The reason why this crosstalk cannot be entirely removed is that the deconvolution problem is not sufficiently well posed: All PSFs exhibit the same x-λ-tilt, which means that there is a lack of diversity from which the algorithm could draw sufficient additional information. In order to improve the situation, we propose to replace the sawtooth grating in the detection pupil by a binary Ronchi phase grating with a phase modulation depth of π

rad for the center wavelength λ_c and to record the 1st and -1st diffraction orders on the camera, such as shown in Fig. 1(b). The PSFs of pixels covered by the two diffraction orders of the Ronchi grating provide more information: each tilted PSF h_m of a detector pixel in the 1st order has its “counterpart” in a pixel of the conjugated order showing an opposite x-λ tilt. The advantage of this strategy is that the space-wavelength-coupling is removed, however at the cost of recording twice as many pixels and a lower light efficiency (both first orders contain 81% of the diffracted light).

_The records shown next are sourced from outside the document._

use std::{sync::Arc, time::Duration};

use anyhow::{anyhow, Context, Result};
use reqwest::Client;
use shared::{
    domain::{ActivityName, Email},
    error::ApiErrorBody,
    protocol::{ActivityDetail, SignupResponse, UnregisterResponse},
};
use tokio::sync::{broadcast, Mutex};
use tracing::{error, info, warn};
use url::Url;

pub mod error;
pub mod view;

pub use error::{LoadError, MutationError};
pub use view::{
    ActivityCard, CardStore, ListView, ParticipantEntry, ParticipantsSection, SignupForm,
    StatusArea, StatusTone, UnregisterHandler, ViewState, LOAD_FAILURE_NOTICE,
    NO_PARTICIPANTS_PLACEHOLDER,
};

/// How long a status message stays visible before its hide timer fires.
const STATUS_HIDE_DELAY: Duration = Duration::from_secs(5);

const SIGNUP_REJECTED_FALLBACK: &str = "An error occurred";
const SIGNUP_TRANSPORT_FAILURE: &str = "Failed to sign up. Please try again.";
const UNREGISTER_REJECTED_FALLBACK: &str = "Failed to unregister participant";
const UNREGISTER_TRANSPORT_FAILURE: &str = "Failed to unregister participant. Please try again.";

/// Blocking notification surface for unregister failures. Injected at
/// construction; the default implementation logs and drops the message.
pub trait AlertSink: Send + Sync {
    fn alert(&self, message: &str);
}

pub struct DiscardAlerts;

impl AlertSink for DiscardAlerts {
    fn alert(&self, message: &str) {
        warn!(alert = message, "no alert sink installed; message dropped");
    }
}

/// Incremental repaint notifications for an embedding renderer. Emitted
/// after the corresponding view-state change has been applied.
#[derive(Debug, Clone)]
pub enum ViewEvent {
    ActivitiesLoaded { count: usize },
    LoadFailed,
    CardUpdated { activity: ActivityName },
    StatusShown { tone: StatusTone },
    StatusHidden,
}

/// Client-side synchronizer for the activity sign-up service: loads the
/// full collection once, then keeps the per-activity cards consistent with
/// the server across signup/unregister responses without a full reload.
///
/// Mutations on the same activity are not internally sequenced: each is an
/// independent request/response pair, and the last response to arrive
/// determines the card's final rendered state.
pub struct ViewSyncClient {
    http: Client,
    base_url: Url,
    view: Mutex<ViewState>,
    alerts: Arc<dyn AlertSink>,
    events: broadcast::Sender<ViewEvent>,
    status_hide_delay: Duration,
}

impl ViewSyncClient {
    pub fn new(server_url: &str) -> Result<Arc<Self>> {
        Self::new_with_alert_sink(server_url, Arc::new(DiscardAlerts))
    }

    pub fn new_with_alert_sink(
        server_url: &str,
        alerts: Arc<dyn AlertSink>,
    ) -> Result<Arc<Self>> {
        let base_url = Url::parse(server_url)
            .with_context(|| format!("invalid server url: {server_url}"))?;
        if !matches!(base_url.scheme(), "http" | "https") {
            return Err(anyhow!("server url must start with http:// or https://"));
        }
        let (events, _) = broadcast::channel(1024);
        Ok(Arc::new(Self {
            http: Client::new(),
            base_url,
            view: Mutex::new(ViewState::default()),
            alerts,
            events,
            status_hide_delay: STATUS_HIDE_DELAY,
        }))
    }

    /// Snapshot of the current page model.
    pub async fn view_state(&self) -> ViewState {
        self.view.lock().await.clone()
    }

    /// Edit the signup form the way a user typing into it would.
    pub async fn edit_form(&self, edit: impl FnOnce(&mut SignupForm)) {
        let mut view = self.view.lock().await;
        edit(&mut view.form);
    }

    pub fn subscribe_events(&self) -> broadcast::Receiver<ViewEvent> {
        self.events.subscribe()
    }

    /// One read of the full activity collection, then the initial render:
    /// one card and one select option per entry, in the server's iteration
    /// order. Any failure replaces the container with the static failure
    /// notice; no partial list, no retry.
    pub async fn load_activities(&self) {
        match self.fetch_activities().await {
            Ok(records) => {
                let count = records.len();
                {
                    let mut view = self.view.lock().await;
                    let mut cards = CardStore::default();
                    view.form.options.clear();
                    for (name, detail) in &records {
                        cards.insert(ActivityCard::build(name.clone(), detail));
                        view.form.options.push(name.clone());
                    }
                    view.activities = ListView::Ready(cards);
                }
                info!(count, "listing: loaded");
                self.emit(ViewEvent::ActivitiesLoaded { count });
            }
            Err(err) => {
                error!(error = %err, "listing: load failed");
                {
                    let mut view = self.view.lock().await;
                    view.activities = ListView::Failed(LOAD_FAILURE_NOTICE.to_string());
                }
                self.emit(ViewEvent::LoadFailed);
            }
        }
    }

    async fn fetch_activities(&self) -> std::result::Result<Vec<(ActivityName, ActivityDetail)>, LoadError> {
        let listing: serde_json::Map<String, serde_json::Value> = self
            .http
            .get(self.activities_target())
            .send()
            .await?
            .error_for_status()?
            .json()
            .await?;

        let mut records = Vec::with_capacity(listing.len());
        for (name, value) in listing {
            let detail = serde_json::from_value(value).map_err(|source| {
                LoadError::MalformedEntry {
                    activity: name.clone(),
                    source,
                }
            })?;
            records.push((ActivityName(name), detail));
        }
        Ok(records)
    }

    /// Read the form's current inputs and sign up with them, the way a
    /// submit event on the rendered form would.
    pub async fn submit_signup(self: &Arc<Self>) {
        let (activity, email) = {
            let view = self.view.lock().await;
            (
                ActivityName::new(view.form.activity.clone()),
                Email::new(view.form.email.clone()),
            )
        };
        self.sign_up(&activity, &email).await;
    }

    /// Create a signup for `(activity, email)`. Every outcome lands in the
    /// status area (success message, server rejection text, or a generic
    /// transport failure) and schedules the fixed auto-hide; on success the
    /// affected card is reconciled with the response roster when one is
    /// present.
    pub async fn sign_up(self: &Arc<Self>, activity: &ActivityName, email: &Email) {
        match self.request_signup(activity, email).await {
            Ok(response) => {
                info!(activity = activity.as_str(), "signup: accepted");
                self.apply_signup_success(activity, response).await;
            }
            Err(MutationError::Rejected { status, detail }) => {
                info!(
                    activity = activity.as_str(),
                    status = status.as_u16(),
                    "signup: rejected"
                );
                let text = detail.unwrap_or_else(|| SIGNUP_REJECTED_FALLBACK.to_string());
                self.show_status(text, StatusTone::Error).await;
            }
            Err(MutationError::Transport(err)) => {
                error!(activity = activity.as_str(), error = %err, "signup: request failed");
                self.show_status(SIGNUP_TRANSPORT_FAILURE, StatusTone::Error)
                    .await;
            }
        }
    }

    async fn request_signup(
        &self,
        activity: &ActivityName,
        email: &Email,
    ) -> std::result::Result<SignupResponse, MutationError> {
        let response = self
            .http
            .post(self.signup_target(activity, email))
            .send()
            .await?;
        let status = response.status();
        if status.is_success() {
            // An unparsable success body is a transport-class failure, not
            // a rejection: there is no usable server verdict in it.
            return Ok(response.json().await?);
        }
        let body: ApiErrorBody = response.json().await?;
        Err(MutationError::Rejected {
            status,
            detail: body.text().map(str::to_string),
        })
    }

    async fn apply_signup_success(self: &Arc<Self>, activity: &ActivityName, response: SignupResponse) {
        let updated = {
            let mut view = self.view.lock().await;
            view.form.reset();
            let mut updated = false;
            if let Some(participants) = &response.participants {
                if let Some(cards) = view.activities.cards_mut() {
                    // The response may omit the capacity; the card already
                    // knows its own.
                    if let Some(current) = cards.card(activity).map(|card| card.max_participants) {
                        let max_participants = response.max_participants.unwrap_or(current);
                        updated = cards.reconcile(activity, participants, max_participants);
                    }
                }
            }
            updated
        };
        if updated {
            self.emit(ViewEvent::CardUpdated {
                activity: activity.clone(),
            });
        }
        self.show_status(response.message, StatusTone::Success).await;
    }

    /// Delete the registration for `(activity, email)`. On success the
    /// matching entry is removed immediately and the card is then rebuilt
    /// from the authoritative response roster; on any failure the rendered
    /// list is left untouched and the failure is raised as a blocking
    /// alert.
    pub async fn unregister(self: &Arc<Self>, activity: &ActivityName, email: &Email) {
        match self.request_unregister(activity, email).await {
            Ok(response) => {
                info!(activity = activity.as_str(), "unregister: accepted");
                self.apply_unregister_success(activity, email, response).await;
            }
            Err(MutationError::Rejected { status, detail }) => {
                info!(
                    activity = activity.as_str(),
                    status = status.as_u16(),
                    "unregister: rejected"
                );
                let text = detail.unwrap_or_else(|| UNREGISTER_REJECTED_FALLBACK.to_string());
                self.alerts.alert(&text);
            }
            Err(MutationError::Transport(err)) => {
                error!(activity = activity.as_str(), error = %err, "unregister: request failed");
                self.alerts.alert(UNREGISTER_TRANSPORT_FAILURE);
            }
        }
    }

    async fn request_unregister(
        &self,
        activity: &ActivityName,
        email: &Email,
    ) -> std::result::Result<UnregisterResponse, MutationError> {
        let response = self
            .http
            .delete(self.signup_target(activity, email))
            .send()
            .await?;
        let status = response.status();
        if !status.is_success() {
            // Rejection bodies are best-effort; an unparsable one still
            // surfaces as a rejection, just with the fallback text.
            let body: ApiErrorBody = response.json().await.unwrap_or_default();
            return Err(MutationError::Rejected {
                status,
                detail: body.text().map(str::to_string),
            });
        }
        Ok(response.json().await?)
    }

    async fn apply_unregister_success(
        &self,
        activity: &ActivityName,
        email: &Email,
        response: UnregisterResponse,
    ) {
        let updated = {
            let mut view = self.view.lock().await;
            let Some(cards) = view.activities.cards_mut() else {
                return;
            };
            // Optimistic removal of the clicked entry; the reconcile below
            // rebuilds the section from the server roster and supersedes it.
            if let Some(card) = cards.card_mut(activity) {
                card.remove_entry(email);
            }
            cards.reconcile(activity, &response.participants, response.max_participants)
        };
        if updated {
            self.emit(ViewEvent::CardUpdated {
                activity: activity.clone(),
            });
        }
    }

    async fn show_status(self: &Arc<Self>, text: impl Into<String>, tone: StatusTone) {
        {
            let mut view = self.view.lock().await;
            view.status.show(text, tone);
        }
        self.emit(ViewEvent::StatusShown { tone });
        self.spawn_status_hide();
    }

    /// Every shown message gets its own hide timer; timers are never
    /// cancelled. `hide` is idempotent, so an earlier timer firing under a
    /// newer message simply hides whatever is showing at that moment.
    fn spawn_status_hide(self: &Arc<Self>) {
        let client = Arc::clone(self);
        tokio::spawn(async move {
            tokio::time::sleep(client.status_hide_delay).await;
            let was_visible = {
                let mut view = client.view.lock().await;
                view.status.hide()
            };
            if was_visible {
                client.emit(ViewEvent::StatusHidden);
            }
        });
    }

    fn activities_target(&self) -> Url {
        let mut url = self.base_url.clone();
        // http(s) urls always have mutable path segments.
        if let Ok(mut segments) = url.path_segments_mut() {
            segments.pop_if_empty().push("activities");
        }
        url
    }

    fn signup_target(&self, activity: &ActivityName, email: &Email) -> Url {
        let mut url = self.base_url.clone();
        if let Ok(mut segments) = url.path_segments_mut() {
            segments
                .pop_if_empty()
                .extend(["activities", activity.as_str(), "signup"]);
        }
        url.query_pairs_mut().append_pair("email", email.as_str());
        url
    }

    fn emit(&self, event: ViewEvent) {
        let _ = self.events.send(event);
    }
}

#[cfg(test)]
#[path = "tests/lib_tests.rs"]
mod tests;
use anyhow::Result;
use clap::Parser;
use shared::domain::{ActivityName, Email};
use viewsync::{ListView, ParticipantsSection, ViewSyncClient};

#[derive(Parser, Debug)]
struct Args {
    #[arg(long)]
    server_url: String,
    /// Sign this email up for --activity after the initial load.
    #[arg(long, requires = "activity")]
    email: Option<String>,
    #[arg(long, requires = "email")]
    activity: Option<String>,
    /// Unregister the pair instead of signing it up.
    #[arg(long, default_value_t = false)]
    unregister: bool,
}

#[tokio::main]
async fn main() -> Result<()> {
    tracing_subscriber::fmt().init();
    let args = Args::parse();

    let client = ViewSyncClient::new(&args.server_url)?;
    client.load_activities().await;

    print_activities(&client).await;

    if let (Some(email), Some(activity)) = (args.email, args.activity) {
        let activity = ActivityName::new(activity);
        let email = Email::new(email);
        if args.unregister {
            client.unregister(&activity, &email).await;
        } else {
            client.sign_up(&activity, &email).await;
        }

        let view = client.view_state().await;
        if view.status.is_visible() {
            println!("-> {}", view.status.text);
        }
        if let Some(card) = view
            .activities
            .cards()
            .and_then(|cards| cards.card(&activity))
        {
            println!(
                "-> {}: {}, {}",
                card.name,
                card.participants_heading(),
                card.availability_text()
            );
        }
    }

    Ok(())
}

async fn print_activities(client: &ViewSyncClient) {
    let view = client.view_state().await;
    match &view.activities {
        ListView::Loading => println!("Still loading."),
        ListView::Failed(notice) => println!("{notice}"),
        ListView::Ready(cards) => {
            for card in cards.cards() {
                println!("{} ({})", card.name, card.schedule);
                println!("  {}", card.availability_text());
                match &card.participants {
                    ParticipantsSection::Empty { placeholder } => {
                        println!("  {placeholder}");
                    }
                    ParticipantsSection::Roster { entries } => {
                        println!("  {}", card.participants_heading());
                        for entry in entries {
                            println!("    {}", entry.email);
                        }
                    }
                }
            }
        }
    }
}
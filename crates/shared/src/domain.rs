use serde::{Deserialize, Serialize};

macro_rules! key_newtype {
    ($name:ident) => {
        #[derive(Debug, Clone, PartialEq, Eq, Hash, Serialize, Deserialize)]
        pub struct $name(pub String);

        impl $name {
            pub fn new(value: impl Into<String>) -> Self {
                Self(value.into())
            }

            pub fn as_str(&self) -> &str {
                &self.0
            }
        }

        impl std::fmt::Display for $name {
            fn fmt(&self, f: &mut std::fmt::Formatter<'_>) -> std::fmt::Result {
                f.write_str(&self.0)
            }
        }

        impl From<&str> for $name {
            fn from(value: &str) -> Self {
                Self(value.to_string())
            }
        }
    };
}

key_newtype!(ActivityName);
key_newtype!(Email);
use serde::{Deserialize, Serialize};

/// Error body the service attaches to rejected requests. Signup rejections
/// carry `detail`; unregister rejections may use either field.
#[derive(Debug, Clone, Default, Serialize, Deserialize)]
pub struct ApiErrorBody {
    #[serde(default, skip_serializing_if = "Option::is_none")]
    pub detail: Option<String>,
    #[serde(default, skip_serializing_if = "Option::is_none")]
    pub message: Option<String>,
}

impl ApiErrorBody {
    pub fn new(detail: impl Into<String>) -> Self {
        Self {
            detail: Some(detail.into()),
            message: None,
        }
    }

    /// Human-readable rejection text, `detail` preferred over `message`.
    pub fn text(&self) -> Option<&str> {
        self.detail.as_deref().or(self.message.as_deref())
    }
}
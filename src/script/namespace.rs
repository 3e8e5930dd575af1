//! Per-run execution namespace.
//!
//! The namespace is described by a manifest: a fixed table of library
//! handles plus one entry per registered dataset. Datasets cross into the
//! interpreter as CSV files in the run's private directory; temporal columns
//! are listed so they come back as dates rather than strings.

use crate::error::{Result, ResultExt as _};
use crate::registry::Snapshot;
use polars::prelude::*;
use serde::Serialize;
use std::fs::File;
use std::path::{Path, PathBuf};

/// Conventional short names bound in every script namespace.
pub const LIBRARY_HANDLES: &[(&str, &str)] = &[
    ("pd", "pandas"),
    ("np", "numpy"),
    ("plt", "matplotlib.pyplot"),
    ("sns", "seaborn"),
    ("sklearn", "sklearn"),
    ("stats", "scipy.stats"),
];

pub const MANIFEST_FILE: &str = "manifest.json";

#[derive(Debug, Clone, Serialize, PartialEq, Eq)]
pub struct LibraryHandle {
    pub alias: String,
    pub module: String,
}

#[derive(Debug, Clone, Serialize, PartialEq, Eq)]
pub struct DatasetExport {
    pub name: String,
    pub path: PathBuf,
    pub temporal: Vec<String>,
}

#[derive(Debug, Clone, Serialize, PartialEq, Eq)]
pub struct Manifest {
    pub libraries: Vec<LibraryHandle>,
    pub datasets: Vec<DatasetExport>,
}

impl Manifest {
    pub fn identifiers(&self) -> Vec<&str> {
        self.libraries
            .iter()
            .map(|l| l.alias.as_str())
            .chain(self.datasets.iter().map(|d| d.name.as_str()))
            .collect()
    }
}

fn library_handles() -> Vec<LibraryHandle> {
    LIBRARY_HANDLES
        .iter()
        .map(|(alias, module)| LibraryHandle {
            alias: (*alias).to_owned(),
            module: (*module).to_owned(),
        })
        .collect()
}

fn temporal_columns(df: &DataFrame) -> Vec<String> {
    df.get_columns()
        .iter()
        .filter(|col| matches!(col.dtype(), DataType::Date | DataType::Datetime(_, _)))
        .map(|col| col.name().to_string())
        .collect()
}

/// Writes every dataset of `snapshot` into `dir` and returns the manifest
/// describing the namespace. File names are positional so arbitrary dataset
/// names never reach the filesystem.
///
/// # Errors
///
/// Returns an error if a dataset cannot be written.
pub fn export_snapshot(snapshot: &Snapshot, dir: &Path) -> Result<Manifest> {
    let mut datasets = Vec::with_capacity(snapshot.len());

    for (index, (name, df)) in snapshot.iter().enumerate() {
        let path = dir.join(format!("dataset_{index}.csv"));
        let file = File::create(&path)?;
        let mut frame = df.as_ref().clone();
        CsvWriter::new(file)
            .include_header(true)
            .finish(&mut frame)
            .with_context(|| format!("Failed to export dataset {name}"))?;

        datasets.push(DatasetExport {
            name: name.clone(),
            path,
            temporal: temporal_columns(df),
        });
    }

    Ok(Manifest {
        libraries: library_handles(),
        datasets,
    })
}

/// # Errors
///
/// Returns an error if the manifest cannot be serialized or written.
pub fn write_manifest(manifest: &Manifest, dir: &Path) -> Result<PathBuf> {
    let path = dir.join(MANIFEST_FILE);
    let content = serde_json::to_string(manifest)?;
    std::fs::write(&path, content)?;
    Ok(path)
}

A more descriptive way of understanding why the binary grating approach performs better is illustrated in the bottom image rows of Fig. 1(b). If a sawtooth grating is used (first image row), the fine movements of the point response when the excitation spot scans over a fluorophore can be easily confused with a wavelength change of the emitter: In both cases, the point-images move to the right in the shown example. Conversely, if a binary grating is used (second image row), the two scenarios have different effects on the point response: The scanspot-sweep causes a common movement of the diffraction orders, while a color change alters their distance (here the case of a wavelength increase is shown). Consequently, keeping the two cases apart is easier and the deconvolution problem better posed. Notably, an equivalent strategy has been applied for combined position/wavelength measurements in widefield localization microscopy [30].

3. Numerical simulations

The performance of our microscope is investigated by numerical simulations using MATLAB. Our model system has the following properties: NA=1.4, refractive indices of immersion oil, coverslip and sample = 1.52, effective pixel size = 60 nm, excitation vacuum wavelength λ₀ = 455 nm. The wavelength-dependent shift of the point-response at the camera is assumed to be 0.27 pixel per nm, which matches the value in our experimental setup. Thus a camera pixel covers a wavelength range of almost 4 nm, which is a similar value to that of commercial CSI systems [2].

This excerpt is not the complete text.